--- START ---

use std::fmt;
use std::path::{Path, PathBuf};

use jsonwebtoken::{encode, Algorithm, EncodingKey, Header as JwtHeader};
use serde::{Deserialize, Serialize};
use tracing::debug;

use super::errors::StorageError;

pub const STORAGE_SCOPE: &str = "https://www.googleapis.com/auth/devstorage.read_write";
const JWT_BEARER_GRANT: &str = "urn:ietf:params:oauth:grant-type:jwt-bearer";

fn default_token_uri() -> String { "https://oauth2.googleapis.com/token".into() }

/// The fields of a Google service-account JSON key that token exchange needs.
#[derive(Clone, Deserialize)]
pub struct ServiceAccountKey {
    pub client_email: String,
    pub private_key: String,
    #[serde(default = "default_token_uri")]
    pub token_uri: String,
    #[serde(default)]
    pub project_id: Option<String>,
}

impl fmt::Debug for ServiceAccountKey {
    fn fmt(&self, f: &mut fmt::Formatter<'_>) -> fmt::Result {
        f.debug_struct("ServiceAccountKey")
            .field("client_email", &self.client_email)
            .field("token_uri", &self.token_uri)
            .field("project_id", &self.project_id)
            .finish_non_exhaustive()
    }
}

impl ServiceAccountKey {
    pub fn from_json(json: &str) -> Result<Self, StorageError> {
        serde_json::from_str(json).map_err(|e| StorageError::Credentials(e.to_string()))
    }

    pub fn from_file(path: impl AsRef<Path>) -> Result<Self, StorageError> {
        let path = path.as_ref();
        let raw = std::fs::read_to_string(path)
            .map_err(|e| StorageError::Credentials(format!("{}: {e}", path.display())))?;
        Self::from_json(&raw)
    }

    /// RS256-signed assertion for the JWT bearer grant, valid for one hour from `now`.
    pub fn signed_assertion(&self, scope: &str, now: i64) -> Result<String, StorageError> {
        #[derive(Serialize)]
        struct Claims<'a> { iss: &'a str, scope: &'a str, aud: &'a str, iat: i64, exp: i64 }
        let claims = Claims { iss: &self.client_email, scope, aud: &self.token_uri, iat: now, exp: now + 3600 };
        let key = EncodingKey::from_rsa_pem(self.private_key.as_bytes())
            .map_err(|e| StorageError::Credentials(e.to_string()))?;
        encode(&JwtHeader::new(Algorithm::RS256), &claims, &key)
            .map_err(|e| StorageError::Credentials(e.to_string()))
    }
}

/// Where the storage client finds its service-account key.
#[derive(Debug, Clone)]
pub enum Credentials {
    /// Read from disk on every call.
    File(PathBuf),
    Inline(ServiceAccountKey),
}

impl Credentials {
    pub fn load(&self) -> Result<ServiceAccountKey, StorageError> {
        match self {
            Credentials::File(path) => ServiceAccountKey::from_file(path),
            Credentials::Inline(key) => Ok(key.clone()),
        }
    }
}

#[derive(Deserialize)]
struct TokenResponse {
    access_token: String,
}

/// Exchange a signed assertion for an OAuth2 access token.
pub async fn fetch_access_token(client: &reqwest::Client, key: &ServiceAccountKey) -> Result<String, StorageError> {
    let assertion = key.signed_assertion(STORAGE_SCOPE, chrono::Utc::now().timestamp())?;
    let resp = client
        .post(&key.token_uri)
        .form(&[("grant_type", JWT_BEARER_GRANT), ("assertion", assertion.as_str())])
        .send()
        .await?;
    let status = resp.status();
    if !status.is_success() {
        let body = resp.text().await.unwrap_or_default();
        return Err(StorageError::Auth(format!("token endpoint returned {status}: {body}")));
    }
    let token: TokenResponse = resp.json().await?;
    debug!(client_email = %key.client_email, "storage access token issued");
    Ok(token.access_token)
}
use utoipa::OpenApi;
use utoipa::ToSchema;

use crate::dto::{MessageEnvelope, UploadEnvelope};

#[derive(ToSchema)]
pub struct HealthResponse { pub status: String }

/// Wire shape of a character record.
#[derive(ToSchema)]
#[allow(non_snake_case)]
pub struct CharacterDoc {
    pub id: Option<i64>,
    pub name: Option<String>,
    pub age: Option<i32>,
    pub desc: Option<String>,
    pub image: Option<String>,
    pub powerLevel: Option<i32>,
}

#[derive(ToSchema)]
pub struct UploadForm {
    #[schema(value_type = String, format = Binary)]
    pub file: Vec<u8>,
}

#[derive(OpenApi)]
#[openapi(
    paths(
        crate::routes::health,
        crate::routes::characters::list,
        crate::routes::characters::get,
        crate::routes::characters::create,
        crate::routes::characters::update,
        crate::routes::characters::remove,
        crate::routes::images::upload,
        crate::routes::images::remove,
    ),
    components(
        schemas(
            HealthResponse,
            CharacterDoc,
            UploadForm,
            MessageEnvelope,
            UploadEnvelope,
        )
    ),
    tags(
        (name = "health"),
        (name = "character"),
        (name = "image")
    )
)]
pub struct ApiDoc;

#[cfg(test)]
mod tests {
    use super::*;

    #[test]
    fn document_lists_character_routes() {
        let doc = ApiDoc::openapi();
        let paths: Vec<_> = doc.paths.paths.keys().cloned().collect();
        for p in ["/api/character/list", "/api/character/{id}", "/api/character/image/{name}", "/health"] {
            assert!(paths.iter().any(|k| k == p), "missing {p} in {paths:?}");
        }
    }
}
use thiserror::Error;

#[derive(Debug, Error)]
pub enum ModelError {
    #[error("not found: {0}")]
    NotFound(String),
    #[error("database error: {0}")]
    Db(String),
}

--- END ---

[Work instruction]: This exercise calls for every record to be restated word for word.

[Exercise answer]:
use std::fmt;
use std::path::{Path, PathBuf};

use jsonwebtoken::{encode, Algorithm, EncodingKey, Header as JwtHeader};
use serde::{Deserialize, Serialize};
use tracing::debug;

use super::errors::StorageError;

pub const STORAGE_SCOPE: &str = "https://www.googleapis.com/auth/devstorage.read_write";
const JWT_BEARER_GRANT: &str = "urn:ietf:params:oauth:grant-type:jwt-bearer";

fn default_token_uri() -> String { "https://oauth2.googleapis.com/token".into() }

/// The fields of a Google service-account JSON key that token exchange needs.
#[derive(Clone, Deserialize)]
pub struct ServiceAccountKey {
    pub client_email: String,
    pub private_key: String,
    #[serde(default = "default_token_uri")]
    pub token_uri: String,
    #[serde(default)]
    pub project_id: Option<String>,
}

impl fmt::Debug for ServiceAccountKey {
    fn fmt(&self, f: &mut fmt::Formatter<'_>) -> fmt::Result {
        f.debug_struct("ServiceAccountKey")
            .field("client_email", &self.client_email)
            .field("token_uri", &self.token_uri)
            .field("project_id", &self.project_id)
            .finish_non_exhaustive()
    }
}

impl ServiceAccountKey {
    pub fn from_json(json: &str) -> Result<Self, StorageError> {
        serde_json::from_str(json).map_err(|e| StorageError::Credentials(e.to_string()))
    }

    pub fn from_file(path: impl AsRef<Path>) -> Result<Self, StorageError> {
        let path = path.as_ref();
        let raw = std::fs::read_to_string(path)
            .map_err(|e| StorageError::Credentials(format!("{}: {e}", path.display())))?;
        Self::from_json(&raw)
    }

    /// RS256-signed assertion for the JWT bearer grant, valid for one hour from `now`.
    pub fn signed_assertion(&self, scope: &str, now: i64) -> Result<String, StorageError> {
        #[derive(Serialize)]
        struct Claims<'a> { iss: &'a str, scope: &'a str, aud: &'a str, iat: i64, exp: i64 }
        let claims = Claims { iss: &self.client_email, scope, aud: &self.token_uri, iat: now, exp: now + 3600 };
        let key = EncodingKey::from_rsa_pem(self.private_key.as_bytes())
            .map_err(|e| StorageError::Credentials(e.to_string()))?;
        encode(&JwtHeader::new(Algorithm::RS256), &claims, &key)
            .map_err(|e| StorageError::Credentials(e.to_string()))
    }
}

/// Where the storage client finds its service-account key.
#[derive(Debug, Clone)]
pub enum Credentials {
    /// Read from disk on every call.
    File(PathBuf),
    Inline(ServiceAccountKey),
}

impl Credentials {
    pub fn load(&self) -> Result<ServiceAccountKey, StorageError> {
        match self {
            Credentials::File(path) => ServiceAccountKey::from_file(path),
            Credentials::Inline(key) => Ok(key.clone()),
        }
    }
}

#[derive(Deserialize)]
struct TokenResponse {
    access_token: String,
}

/// Exchange a signed assertion for an OAuth2 access token.
pub async fn fetch_access_token(client: &reqwest::Client, key: &ServiceAccountKey) -> Result<String, StorageError> {
    let assertion = key.signed_assertion(STORAGE_SCOPE, chrono::Utc::now().timestamp())?;
    let resp = client
        .post(&key.token_uri)
        .form(&[("grant_type", JWT_BEARER_GRANT), ("assertion", assertion.as_str())])
        .send()
        .await?;
    let status = resp.status();
    if !status.is_success() {
        let body = resp.text().await.unwrap_or_default();
        return Err(StorageError::Auth(format!("token endpoint returned {status}: {body}")));
    }
    let token: TokenResponse = resp.json().await?;
    debug!(client_email = %key.client_email, "storage access token issued");
    Ok(token.access_token)
}
use utoipa::OpenApi;
use utoipa::ToSchema;

use crate::dto::{MessageEnvelope, UploadEnvelope};

#[derive(ToSchema)]
pub struct HealthResponse { pub status: String }

/// Wire shape of a character record.
#[derive(ToSchema)]
#[allow(non_snake_case)]
pub struct CharacterDoc {
    pub id: Option<i64>,
    pub name: Option<String>,
    pub age: Option<i32>,
    pub desc: Option<String>,
    pub image: Option<String>,
    pub powerLevel: Option<i32>,
}

#[derive(ToSchema)]
pub struct UploadForm {
    #[schema(value_type = String, format = Binary)]
    pub file: Vec<u8>,
}

#[derive(OpenApi)]
#[openapi(
    paths(
        crate::routes::health,
        crate::routes::characters::list,
        crate::routes::characters::get,
        crate::routes::characters::create,
        crate::routes::characters::update,
        crate::routes::characters::remove,
        crate::routes::images::upload,
        crate::routes::images::remove,
    ),
    components(
        schemas(
            HealthResponse,
            CharacterDoc,
            UploadForm,
            MessageEnvelope,
            UploadEnvelope,
        )
    ),
    tags(
        (name = "health"),
        (name = "character"),
        (name = "image")
    )
)]
pub struct ApiDoc;

#[cfg(test)]
mod tests {
    use super::*;

    #[test]
    fn document_lists_character_routes() {
        let doc = ApiDoc::openapi();
        let paths: Vec<_> = doc.paths.paths.keys().cloned().collect();
        for p in ["/api/character/list", "/api/character/{id}", "/api/character/image/{name}", "/health"] {
            assert!(paths.iter().any(|k| k == p), "missing {p} in {paths:?}");
        }
    }
}
use thiserror::Error;

#[derive(Debug, Error)]
pub enum ModelError {
    #[error("not found: {0}")]
    NotFound(String),
    #[error("database error: {0}")]
    Db(String),
}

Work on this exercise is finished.